Before matrix loading, the separation channels and reservoirs at the cathode end of the array are filled with 1 × TTE buffer. The linear polyacrylamide sieving matrix is then forced in through the anode access port at 4,100 kPa for 5 min by using a high pressure loading system (23). Excess matrix is removed from the sample wells and 2 μl of sample introduced. The cathode and waste buffer moats are filled with 3 ml of 1 × TTE each. An elastomer buffer reservoir is affixed above the central anode access port and filled with 3 ml of 1 × TTE. The filled MCP is placed on a stage heated to 50°C on the 4-color confocal rotary scanner. An electrode ring array is placed over the chip to provide electrophoresis voltages to the various reservoirs. The electrode ring is fabricated with an embedded heater maintained at 60°C to prevent condensation of the buffer from the cathode and waste moats on the inner surfaces of the electrode array.
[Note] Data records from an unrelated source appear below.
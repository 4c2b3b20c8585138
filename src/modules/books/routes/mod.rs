//! HTTP handlers for `/api/books` and `/api/search`.

use axum::{
    body::Bytes,
    extract::{Path, Query, State},
    http::StatusCode,
    routing::get,
    Json, Router,
};
use playground_http::{ApiJson, AppError};
use serde::Deserialize;
use serde_json::{json, Value};

use super::models::BookFields;
use crate::store::{ListQuery, Record, SearchQuery, SharedStore, StoreError};
use crate::{modules::books::models::Book, utils};

/// Routes served by the books module, relative to `/api`.
pub fn router(store: SharedStore) -> Router {
    Router::new()
        .route("/books", get(list_books).post(create_book))
        .route(
            "/books/{id}",
            get(get_book)
                .put(replace_book)
                .patch(update_book)
                .delete(delete_book),
        )
        .route("/search", get(search_books))
        .with_state(store)
}

#[derive(Debug, Default, Deserialize)]
pub struct ListParams {
    pub genre: Option<String>,
    pub sort: Option<String>,
    pub limit: Option<String>,
}

#[derive(Debug, Default, Deserialize)]
#[serde(rename_all = "camelCase")]
pub struct SearchParams {
    pub q: Option<String>,
    pub min_year: Option<String>,
    pub max_year: Option<String>,
    pub author: Option<String>,
}

async fn list_books(
    State(store): State<SharedStore>,
    Query(params): Query<ListParams>,
) -> Json<Value> {
    let query = ListQuery {
        filter: utils::non_blank(params.genre).map(|genre| ("genre".to_string(), genre)),
        sort: utils::non_blank(params.sort),
        limit: utils::parse_number(params.limit.as_deref()),
    };

    let books = store.read().await.list_books(&query);
    Json(json!({
        "success": true,
        "count": books.len(),
        "data": books,
    }))
}

async fn get_book(
    State(store): State<SharedStore>,
    Path(id): Path<String>,
) -> Result<Json<Value>, AppError> {
    let id = utils::parse_id(&id, Book::KIND)?;
    let book = store.read().await.get_book(id)?;
    Ok(Json(json!({ "success": true, "data": book })))
}

async fn create_book(
    State(store): State<SharedStore>,
    ApiJson(fields): ApiJson<BookFields>,
) -> Result<(StatusCode, Json<Value>), AppError> {
    let book = store.write().await.create_book(fields)?;
    Ok((
        StatusCode::CREATED,
        Json(json!({
            "success": true,
            "message": "Book created successfully",
            "data": book,
        })),
    ))
}

async fn replace_book(
    State(store): State<SharedStore>,
    Path(id): Path<String>,
    ApiJson(fields): ApiJson<BookFields>,
) -> Result<Json<Value>, AppError> {
    let id = utils::parse_id(&id, Book::KIND)?;
    let book = store
        .write()
        .await
        .replace_book(id, fields)
        .map_err(|err| match err {
            StoreError::Validation { .. } => AppError::from(err).with_tip(
                "PUT replaces the whole book: send title, author, year and genre, \
                 or use PATCH to change only some fields",
            ),
            StoreError::NotFound { .. } => AppError::from(err),
        })?;

    Ok(Json(json!({
        "success": true,
        "message": "Book replaced successfully",
        "data": book,
    })))
}

async fn update_book(
    State(store): State<SharedStore>,
    Path(id): Path<String>,
    body: Bytes,
) -> Result<Json<Value>, AppError> {
    let id = utils::parse_id(&id, Book::KIND)?;
    let mut store = store.write().await;
    store.get_book(id)?;
    let fields = patch_fields(&body)?;
    let outcome = store.update_book(id, fields)?;

    Ok(Json(json!({
        "success": true,
        "message": "Book updated successfully",
        "before": outcome.before,
        "data": outcome.after,
        "changedFields": outcome.changed_fields,
    })))
}

/// Parse a PATCH body. Any subset of fields is valid, including none, so an
/// empty body is an empty patch.
fn patch_fields(body: &[u8]) -> Result<BookFields, AppError> {
    if body.iter().all(u8::is_ascii_whitespace) {
        return Ok(BookFields::default());
    }
    serde_json::from_slice(body).map_err(|err| {
        AppError::bad_request(format!("Invalid JSON body: {err}"))
            .with_tip("Send a JSON object with any of title, author, year and genre")
    })
}

async fn delete_book(
    State(store): State<SharedStore>,
    Path(id): Path<String>,
) -> Result<Json<Value>, AppError> {
    let id = utils::parse_id(&id, Book::KIND)?;
    let removed = store.write().await.delete_book(id)?;

    Ok(Json(json!({
        "success": true,
        "message": "Book deleted successfully",
        "data": removed,
    })))
}

async fn search_books(
    State(store): State<SharedStore>,
    Query(params): Query<SearchParams>,
) -> Json<Value> {
    let query = SearchQuery {
        text: utils::non_blank(params.q),
        min_year: utils::parse_number(params.min_year.as_deref()),
        max_year: utils::parse_number(params.max_year.as_deref()),
        author: utils::non_blank(params.author),
    };

    let books = store.read().await.search_books(&query);
    Json(json!({
        "success": true,
        "filters": {
            "q": query.text,
            "minYear": query.min_year,
            "maxYear": query.max_year,
            "author": query.author,
        },
        "count": books.len(),
        "data": books,
    }))
}

#[cfg(test)]
mod tests {
    use super::*;

    #[test]
    fn empty_patch_body_is_an_empty_patch() {
        assert_eq!(patch_fields(b"").unwrap(), BookFields::default());
        assert_eq!(patch_fields(b" \n").unwrap(), BookFields::default());
        assert_eq!(patch_fields(b"{}").unwrap(), BookFields::default());
    }

    #[test]
    fn patch_body_must_be_json_when_present() {
        let fields = patch_fields(br#"{"genre": "Classics"}"#).unwrap();
        assert_eq!(fields.supplied(), vec!["genre"]);

        let error = patch_fields(b"genre=Classics").unwrap_err();
        assert_eq!(error.status(), StatusCode::BAD_REQUEST);
    }
}
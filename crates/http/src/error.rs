//! Error handling for the playground HTTP layer

use axum::{
    http::StatusCode,
    response::{IntoResponse, Response},
    Json,
};
use playground_authz::AuthError;
use serde::Serialize;
use thiserror::Error;
use time::{format_description::well_known::Rfc3339, OffsetDateTime};
use uuid::Uuid;

const INTERNAL_MESSAGE: &str = "An internal server error occurred";

/// Standard error response format for all HTTP errors
#[derive(Debug, Serialize)]
pub struct ErrorBody {
    pub success: bool,
    pub error: String,
    pub code: String,
    #[serde(skip_serializing_if = "Vec::is_empty")]
    pub details: Vec<serde_json::Value>,
    #[serde(skip_serializing_if = "Option::is_none")]
    pub tip: Option<String>,
    pub trace_id: String,
    pub timestamp: String,
}

/// Application error types that map to HTTP responses
#[derive(Error, Debug)]
pub enum AppError {
    #[error("validation error: {message}")]
    Validation {
        details: Vec<serde_json::Value>,
        code: String,
        message: String,
        tip: Option<String>,
    },

    #[error("not found: {message}")]
    NotFound {
        message: String,
        code: String,
        tip: Option<String>,
    },

    #[error("unauthorized: {message}")]
    Unauthorized {
        message: String,
        code: String,
        tip: Option<String>,
    },

    #[error("forbidden: {message}")]
    Forbidden {
        message: String,
        code: String,
        tip: Option<String>,
    },

    #[error("bad request: {message}")]
    BadRequest {
        message: String,
        code: String,
        tip: Option<String>,
    },

    #[error(transparent)]
    Internal(#[from] anyhow::Error),
}

impl AppError {
    /// Create a validation error
    pub fn validation(details: Vec<serde_json::Value>, message: impl Into<String>) -> Self {
        Self::Validation {
            details,
            code: "validation_error".to_string(),
            message: message.into(),
            tip: None,
        }
    }

    /// Create a not found error
    pub fn not_found(message: impl Into<String>) -> Self {
        Self::NotFound {
            message: message.into(),
            code: "not_found".to_string(),
            tip: None,
        }
    }

    /// Create an unauthorized error
    pub fn unauthorized(message: impl Into<String>) -> Self {
        Self::Unauthorized {
            message: message.into(),
            code: "unauthorized".to_string(),
            tip: None,
        }
    }

    /// Create a forbidden error
    pub fn forbidden(message: impl Into<String>) -> Self {
        Self::Forbidden {
            message: message.into(),
            code: "forbidden".to_string(),
            tip: None,
        }
    }

    /// Create a bad request error
    pub fn bad_request(message: impl Into<String>) -> Self {
        Self::BadRequest {
            message: message.into(),
            code: "bad_request".to_string(),
            tip: None,
        }
    }

    /// Attach a hint telling the caller how to fix the request.
    ///
    /// Internal errors never carry a tip.
    pub fn with_tip(mut self, hint: impl Into<String>) -> Self {
        match &mut self {
            AppError::Validation { tip, .. }
            | AppError::NotFound { tip, .. }
            | AppError::Unauthorized { tip, .. }
            | AppError::Forbidden { tip, .. }
            | AppError::BadRequest { tip, .. } => *tip = Some(hint.into()),
            AppError::Internal(_) => {}
        }
        self
    }

    /// HTTP status this error maps to
    pub fn status(&self) -> StatusCode {
        match self {
            AppError::Validation { .. } | AppError::BadRequest { .. } => StatusCode::BAD_REQUEST,
            AppError::NotFound { .. } => StatusCode::NOT_FOUND,
            AppError::Unauthorized { .. } => StatusCode::UNAUTHORIZED,
            AppError::Forbidden { .. } => StatusCode::FORBIDDEN,
            AppError::Internal(_) => StatusCode::INTERNAL_SERVER_ERROR,
        }
    }
}

impl From<AuthError> for AppError {
    fn from(err: AuthError) -> Self {
        match err {
            AuthError::Missing(_) => AppError::unauthorized(capitalize(&err.to_string())),
            AuthError::Mismatch(_) => AppError::forbidden(capitalize(&err.to_string())),
        }
    }
}

fn capitalize(text: &str) -> String {
    let mut chars = text.chars();
    match chars.next() {
        Some(first) => first.to_uppercase().chain(chars).collect(),
        None => String::new(),
    }
}

impl IntoResponse for AppError {
    fn into_response(self) -> Response {
        let error_id = Uuid::new_v4();
        let timestamp = OffsetDateTime::now_utc()
            .format(&Rfc3339)
            .unwrap_or_default();
        let status = self.status();

        let (error_code, message, details, tip) = match self {
            AppError::Validation {
                details,
                code,
                message,
                tip,
            } => (code, message, details, tip),
            AppError::NotFound { message, code, tip }
            | AppError::Unauthorized { message, code, tip }
            | AppError::Forbidden { message, code, tip }
            | AppError::BadRequest { message, code, tip } => (code, message, Vec::new(), tip),
            AppError::Internal(e) => {
                tracing::error!(error_id = %error_id, error = ?e, "unhandled error");
                (
                    "internal_error".to_string(),
                    INTERNAL_MESSAGE.to_string(),
                    Vec::new(),
                    None,
                )
            }
        };

        tracing::error!(
            error_id = %error_id,
            error_code = %error_code,
            status_code = %status.as_u16(),
            "Request error"
        );

        let body = ErrorBody {
            success: false,
            error: message,
            code: error_code,
            details,
            tip,
            trace_id: error_id.to_string(),
            timestamp,
        };

        (status, Json(body)).into_response()
    }
}

#[cfg(test)]
mod tests {
    use super::*;
    use axum::http::StatusCode;

    async fn body_json(response: Response) -> serde_json::Value {
        let bytes = axum::body::to_bytes(response.into_body(), usize::MAX)
            .await
            .unwrap();
        serde_json::from_slice(&bytes).unwrap()
    }

    #[test]
    fn test_validation_error() {
        let details = vec![serde_json::json!({"field": "title", "error": "required"})];
        let error = AppError::validation(details.clone(), "Validation failed");

        match error {
            AppError::Validation {
                details: d,
                code,
                message,
                tip,
            } => {
                assert_eq!(d, details);
                assert_eq!(code, "validation_error");
                assert_eq!(message, "Validation failed");
                assert!(tip.is_none());
            }
            _ => panic!("Expected Validation error"),
        }
    }

    #[test]
    fn test_error_response_mapping() {
        let error = AppError::not_found("Resource not found");
        let response = error.into_response();
        assert_eq!(response.status(), StatusCode::NOT_FOUND);

        let response = AppError::validation(vec![], "bad").into_response();
        assert_eq!(response.status(), StatusCode::BAD_REQUEST);
    }

    #[test]
    fn test_auth_errors_map_to_401_and_403() {
        let missing: AppError = AuthError::Missing("API key").into();
        assert_eq!(missing.status(), StatusCode::UNAUTHORIZED);

        let wrong: AppError = AuthError::Mismatch("bearer token").into();
        assert_eq!(wrong.status(), StatusCode::FORBIDDEN);
    }

    #[tokio::test]
    async fn test_internal_error_hides_details() {
        let internal_error = anyhow::anyhow!("lock poisoned");
        let response = AppError::Internal(internal_error).into_response();
        assert_eq!(response.status(), StatusCode::INTERNAL_SERVER_ERROR);

        let body = body_json(response).await;
        assert_eq!(body["success"], false);
        assert_eq!(body["error"], INTERNAL_MESSAGE);
        assert_eq!(body["code"], "internal_error");
    }

    #[tokio::test]
    async fn test_error_response_format() {
        let response = AppError::not_found("Book not found")
            .with_tip("List books with GET /api/books")
            .into_response();
        assert_eq!(response.status(), StatusCode::NOT_FOUND);

        let body = body_json(response).await;
        assert_eq!(body["success"], false);
        assert_eq!(body["error"], "Book not found");
        assert_eq!(body["code"], "not_found");
        assert_eq!(body["tip"], "List books with GET /api/books");
        assert!(body.get("details").is_none());
        assert!(Uuid::parse_str(body["trace_id"].as_str().unwrap()).is_ok());
        assert!(body["timestamp"].as_str().unwrap().ends_with('Z'));
    }
}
The sample is injected electrophoretically from the sample reservoir to the injection intersection at 500 V/cm for 60 s. During this period, the anode and cathode reservoirs are floated. The plug defined by the 250-μm intersection is driven down the separation column at 200 V/cm while a back-biasing electric field of 200 V/cm is applied at the sample and waste reservoirs to withdraw excess sample and prevent leakage from the reservoirs onto the column. These conditions are applied for 420 s. The separation electric field strength is then raised to 240 V/cm, and the sample and waste reservoirs are floated for the remainder of the analysis. Electrophoretic analysis is complete in 24 min. Following sequencing, the chip is purged of the sieving matrix by using the same high pressure loading device with a 4,100 kPa, 10-min water-flushing cycle. A single coating of the chip can be reused on average for 10 sequencing runs. The typical mode of failure is channel clogging, which is remedied by ashing at 500°C for 3 h and reapplying the Hjerten coating.
Data Acquisition and Reduction.
The Berkeley 4-color rotary scanner has been described in detail (18). A conceptual schematic of the system is presented in Fig. 2. Briefly, excitation at 488 nm from an argon ion laser is coupled into the optical path with a dichroic beam splitter. The laser light is passed through the hollow shaft of a stepper motor, displaced from the rotation axis by 1-cm with a rhomb prism, and focused on the microchannels of the electrophoresis MCP through a 20× objective. Fluorescence is collected by the objective and passed back through the hollow shaft and dichroic beam splitter and sorted into four spectral channels. Data acquisition is synchronized with a slit flywheel attached to the rotor and monitored with a photodiode. The scanning objective is focused on the matrix-filled microchannels by monitoring the water Raman scattering in the 580-nm channel. Raman scattering is also used to define the locations of the lanes for data acquisition. After electrophoretic analysis, the 4-color electropherograms are used as input for the base calling software BASEFINDER (24). For presentation, the BASEFINDER output is used to generate a sequencing gel image of the 96-electropherogram data. Processed, uncalled output from BASEFINDER is fed to the base-calling program PHRED (25) to obtain phred quality values.
Figure 2.
The Berkeley 4-color rotary confocal scanner. Excitation at 488 nm from an argon ion laser is passed through the hollow shaft of a stepper motor. The beam is displaced to a radius of 1 cm and passed through a 20× objective. Fluorescence (gray line) is collected by the objective and passed through the dichroic beam splitter to the 4-color detection system.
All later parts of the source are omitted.